# Your task:
Go over the data and copy out each line with "totals" in it.

__________________________________________________

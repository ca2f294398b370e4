use anyhow::{Context, Result, ensure};
use passport_core::{AppEvent, Content, ContestForm, Fallback, RitualOutcome};

use crate::common::scenario::TestScenario;
use crate::logic::{ContentPlan, Journey, RitualPlan, SimulationPlan, SimulationSummary};

pub struct CatalogEntry {
    pub key: &'static str,
    pub title: &'static str,
    pub plan: fn() -> SimulationPlan,
}

pub fn catalog_entries() -> Vec<CatalogEntry> {
    vec![
        CatalogEntry {
            key: "smoke",
            title: "Smoke Test",
            plan: smoke_plan,
        },
        CatalogEntry {
            key: "quiz-retry",
            title: "Quiz Retry Loop",
            plan: quiz_retry_plan,
        },
        CatalogEntry {
            key: "full-collection",
            title: "Full Collection and Ritual",
            plan: full_collection_plan,
        },
        CatalogEntry {
            key: "ritual-reset",
            title: "Ritual Reset",
            plan: ritual_reset_plan,
        },
        CatalogEntry {
            key: "overlay-exclusion",
            title: "Overlay Exclusion",
            plan: overlay_exclusion_plan,
        },
        CatalogEntry {
            key: "remote-overlay",
            title: "Remote Overlay Merge",
            plan: remote_overlay_plan,
        },
    ]
}

pub fn find_catalog_scenario(key: &str) -> Option<TestScenario> {
    catalog_entries()
        .into_iter()
        .find(|entry| entry.key == key)
        .map(|entry| TestScenario::simulation(entry.title, (entry.plan)()))
}

// Smoke: remote unreachable, contest entry, one stamp.

fn smoke_plan() -> SimulationPlan {
    SimulationPlan::new(smoke_journey)
        .with_content(ContentPlan::Unreachable)
        .with_contest(|seed| {
            ContestForm::new(
                format!("Visitor {seed}"),
                format!("visitor{seed}@example.tw"),
                "",
            )
        })
        .with_expectation(smoke_expectation)
}

fn smoke_journey(journey: &mut Journey) -> Result<()> {
    journey.collect("taipei-101", 0)?;
    Ok(())
}

fn smoke_expectation(summary: &SimulationSummary) -> Result<()> {
    let merge = summary.merge.as_ref().context("bootstrap left no merge report")?;
    ensure!(
        matches!(merge.fallback, Some(Fallback::FetchFailed(_))),
        "unreachable source should fall back, got {:?}",
        merge.fallback
    );
    ensure!(
        summary.content == Content::load_default()?,
        "fallback content differs from the shipped regions"
    );
    ensure!(
        summary.contest_entries == 1,
        "expected one contest entry, got {} ({:?})",
        summary.contest_entries,
        summary.contest_error
    );
    ensure!(summary.ledger == ["taipei-101"], "ledger {:?}", summary.ledger);
    ensure!(
        summary.persisted.as_deref() == Some(summary.ledger.as_slice()),
        "persisted ledger {:?} does not match",
        summary.persisted
    );
    for expected in [
        AppEvent::WelcomeShown,
        AppEvent::FactRevealed {
            landmark_id: "taipei-101".to_string(),
        },
        AppEvent::StampCollected {
            landmark_id: "taipei-101".to_string(),
            total: 1,
        },
        AppEvent::CelebrationFinished {
            landmark_id: "taipei-101".to_string(),
        },
    ] {
        ensure!(summary.events.contains(&expected), "missing {expected:?}");
    }
    Ok(())
}

// Quiz retry: exhaust every wrong answer before the right one.

fn quiz_retry_plan() -> SimulationPlan {
    SimulationPlan::new(quiz_retry_journey).with_expectation(quiz_retry_expectation)
}

fn quiz_retry_journey(journey: &mut Journey) -> Result<()> {
    journey.close_banner()?;
    let target = journey
        .shuffled_landmarks()
        .into_iter()
        .next()
        .context("no landmarks to visit")?;
    let options = journey
        .app()
        .content()
        .landmark(&target)
        .and_then(|landmark| landmark.quiz.as_ref())
        .map_or(1, |quiz| quiz.options.len());
    journey.collect(&target, options.saturating_sub(1))?;

    journey.app_mut().open_landmark(&target)?;
    let again = journey.app_mut().press_collect();
    journey.expect_refusal("collecting twice", again)?;
    journey.app_mut().close_landmark()?;
    Ok(())
}

fn quiz_retry_expectation(summary: &SimulationSummary) -> Result<()> {
    ensure!(summary.ledger.len() == 1, "ledger {:?}", summary.ledger);
    ensure!(summary.wrong_answers >= 1, "no wrong answers were tried");
    let retries = summary.count_events(|event| matches!(event, AppEvent::RetryReady { .. }));
    ensure!(
        retries == summary.wrong_answers,
        "{retries} retries for {} wrong answers",
        summary.wrong_answers
    );
    let reveals = summary.count_events(|event| matches!(event, AppEvent::FactRevealed { .. }));
    ensure!(reveals == 1, "fact revealed {reveals} times");
    ensure!(
        summary.refusals == ["collecting twice"],
        "refusals {:?}",
        summary.refusals
    );
    ensure!(
        summary
            .merge
            .as_ref()
            .is_some_and(|merge| merge.fallback == Some(Fallback::NoRecords)),
        "empty remote table should keep the shipped regions"
    );
    Ok(())
}

// Full collection: reach the threshold and consult the blocks.

fn full_collection_plan() -> SimulationPlan {
    SimulationPlan::new(full_collection_journey).with_expectation(full_collection_expectation)
}

fn full_collection_journey(journey: &mut Journey) -> Result<()> {
    journey.close_banner()?;
    journey.collect_to_threshold()?;

    let view = journey.app_mut().open_passport()?;
    ensure!(
        view.empty_slots() == 0,
        "{} empty slots at the threshold",
        view.empty_slots()
    );
    journey.note(format!(
        "passport shows {} stamps across {} regions",
        view.collected(),
        view.regions_visited().len()
    ));
    journey.app_mut().close_passport()?;

    journey.cast_ritual()?;
    journey.app_mut().close_ritual()?;
    Ok(())
}

fn full_collection_expectation(summary: &SimulationSummary) -> Result<()> {
    ensure!(
        summary.ledger.len() == summary.threshold,
        "ledger holds {} of {}",
        summary.ledger.len(),
        summary.threshold
    );
    ensure!(
        summary
            .persisted
            .as_ref()
            .is_some_and(|ids| ids.len() == summary.threshold),
        "persisted ledger {:?}",
        summary.persisted
    );
    let totals: Vec<usize> = summary
        .events
        .iter()
        .filter_map(|event| match event {
            AppEvent::StampCollected { total, .. } => Some(*total),
            _ => None,
        })
        .collect();
    let expected: Vec<usize> = (1..=summary.threshold).collect();
    ensure!(totals == expected, "stamp totals {totals:?}");
    ensure!(
        summary.stamps_collected() == summary.threshold,
        "{} celebrations for {} stamps",
        summary.stamps_collected(),
        summary.threshold
    );
    ensure!(summary.ritual_outcome.is_some(), "ritual never resolved");
    let resolved =
        summary.count_events(|event| matches!(event, AppEvent::RitualResolved { .. }));
    ensure!(resolved == 1, "ritual resolved {resolved} times");
    Ok(())
}

// Ritual reset: a reset-offering answer empties the passport.

fn ritual_reset_plan() -> SimulationPlan {
    SimulationPlan::new(ritual_reset_journey)
        .with_ritual(RitualPlan::Scripted(reset_outcome_for))
        .with_expectation(ritual_reset_expectation)
}

fn reset_outcome_for(seed: u64) -> RitualOutcome {
    if seed % 2 == 0 {
        RitualOutcome::Laugh
    } else {
        RitualOutcome::Cry
    }
}

fn ritual_reset_journey(journey: &mut Journey) -> Result<()> {
    journey.close_banner()?;
    journey.collect_to_threshold()?;
    journey.cast_ritual()?;
    journey.app_mut().accept_reset()?;
    journey.app_mut().close_ritual()?;
    let reopened = journey.app_mut().open_ritual().map(|_| ());
    journey.expect_refusal("ritual after reset", reopened)?;
    Ok(())
}

fn ritual_reset_expectation(summary: &SimulationSummary) -> Result<()> {
    let outcome = summary.ritual_outcome.context("ritual never resolved")?;
    ensure!(
        outcome == reset_outcome_for(summary.seed),
        "scripted blocks answered {outcome}"
    );
    ensure!(outcome.offers_reset(), "{outcome} should offer a reset");
    ensure!(summary.ledger.is_empty(), "ledger {:?}", summary.ledger);
    ensure!(
        summary.persisted.as_ref().is_some_and(Vec::is_empty),
        "persisted ledger {:?}",
        summary.persisted
    );
    let resets = summary.count_events(|event| matches!(event, AppEvent::LedgerReset));
    ensure!(resets == 1, "ledger reset {resets} times");
    ensure!(
        summary.refusals == ["ritual after reset"],
        "refusals {:?}",
        summary.refusals
    );
    Ok(())
}

// Overlay exclusion: only one overlay at a time, and closing a card drops
// its pending transitions.

fn overlay_exclusion_plan() -> SimulationPlan {
    SimulationPlan::new(overlay_exclusion_journey).with_expectation(overlay_exclusion_expectation)
}

fn overlay_exclusion_journey(journey: &mut Journey) -> Result<()> {
    let target = journey
        .shuffled_landmarks()
        .into_iter()
        .next()
        .context("no landmarks to visit")?;

    let result = journey.app_mut().open_landmark(&target).map(|_| ());
    journey.expect_refusal("landmark over banner", result)?;
    let result = journey.app_mut().open_passport();
    journey.expect_refusal("passport over banner", result)?;
    let result = journey.app_mut().next_region().map(|_| ());
    journey.expect_refusal("region change under banner", result)?;
    journey.close_banner()?;

    let region = journey.app_mut().next_region()?.id;
    journey.note(format!("moved to {region}"));

    journey.app_mut().open_landmark(&target)?;
    let result = journey.app_mut().open_passport();
    journey.expect_refusal("passport over card", result)?;
    let result = journey.app_mut().open_ritual().map(|_| ());
    journey.expect_refusal("ritual over card", result)?;
    let result = journey.app_mut().close_banner();
    journey.expect_refusal("closing a closed banner", result)?;

    let answer = journey
        .app()
        .discovery()
        .and_then(|session| session.quiz())
        .map(|quiz| quiz.correct_answer);
    if let Some(answer) = answer {
        journey.app_mut().press_collect()?;
        journey.app_mut().select_option(answer)?;
        journey.note("closing the card before the fact shows");
    }
    journey.app_mut().close_landmark()?;
    let reveal = journey.app().config().timings.fact_reveal();
    journey.advance(reveal * 2);

    journey.app_mut().open_passport()?;
    let result = journey.app_mut().open_landmark(&target).map(|_| ());
    journey.expect_refusal("landmark over passport", result)?;
    journey.app_mut().close_passport()?;
    Ok(())
}

fn overlay_exclusion_expectation(summary: &SimulationSummary) -> Result<()> {
    ensure!(
        summary.refusals.len() == 7,
        "expected 7 refusals, got {:?}",
        summary.refusals
    );
    let reveals = summary.count_events(|event| matches!(event, AppEvent::FactRevealed { .. }));
    ensure!(reveals == 0, "a closed card still revealed its fact");
    ensure!(summary.ledger.is_empty(), "ledger {:?}", summary.ledger);
    ensure!(
        summary.active_overlay.is_none(),
        "{:?} left open",
        summary.active_overlay
    );
    Ok(())
}

// Remote overlay: remote regions replace shipped ones wholesale.

fn remote_overlay_plan() -> SimulationPlan {
    SimulationPlan::new(remote_overlay_journey)
        .with_content(ContentPlan::Remote)
        .with_expectation(remote_overlay_expectation)
}

fn remote_overlay_journey(journey: &mut Journey) -> Result<()> {
    journey.close_banner()?;
    let merge = journey
        .app()
        .merge_report()
        .cloned()
        .context("bootstrap left no merge report")?;

    let mut targets: Vec<String> = Vec::new();
    for region_id in &merge.replaced {
        if let Some(region) = journey.app().content().region(*region_id) {
            targets.extend(region.landmarks.iter().map(|l| l.id.clone()));
        }
    }
    let shipped = merge.kept.iter().find_map(|region_id| {
        journey
            .app()
            .content()
            .region(*region_id)
            .and_then(|region| region.landmarks.first())
            .map(|landmark| landmark.id.clone())
    });
    targets.extend(shipped);

    for id in targets {
        journey.collect(&id, 0)?;
    }
    Ok(())
}

fn remote_overlay_expectation(summary: &SimulationSummary) -> Result<()> {
    let merge = summary.merge.as_ref().context("bootstrap left no merge report")?;
    ensure!(
        merge.used_remote(),
        "remote rows were not applied: {:?}",
        merge.fallback
    );
    let defaults = Content::load_default()?;
    ensure!(
        summary.content.regions().len() == defaults.regions().len(),
        "region list changed shape"
    );
    for region_id in &merge.replaced {
        let region = summary
            .content
            .region(*region_id)
            .with_context(|| format!("{region_id} vanished"))?;
        ensure!(!region.landmarks.is_empty(), "{region_id} replaced by nothing");
        ensure!(
            region.landmarks.iter().all(|l| l.quiz.is_none()),
            "{region_id} kept a shipped quiz after replacement"
        );
    }
    for region_id in &merge.kept {
        ensure!(
            summary.content.region(*region_id) == defaults.region(*region_id),
            "{region_id} should keep its shipped landmarks"
        );
    }
    let replaced_total: usize = merge
        .replaced
        .iter()
        .filter_map(|id| summary.content.region(*id))
        .map(|region| region.landmarks.len())
        .sum();
    let expected = replaced_total + usize::from(!merge.kept.is_empty());
    ensure!(
        summary.ledger.len() == expected,
        "collected {} of {expected}",
        summary.ledger.len()
    );
    Ok(())
}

__________________________________________________

# Response area:
    let totals: Vec<usize> = summary
    ensure!(totals == expected, "stamp totals {totals:?}");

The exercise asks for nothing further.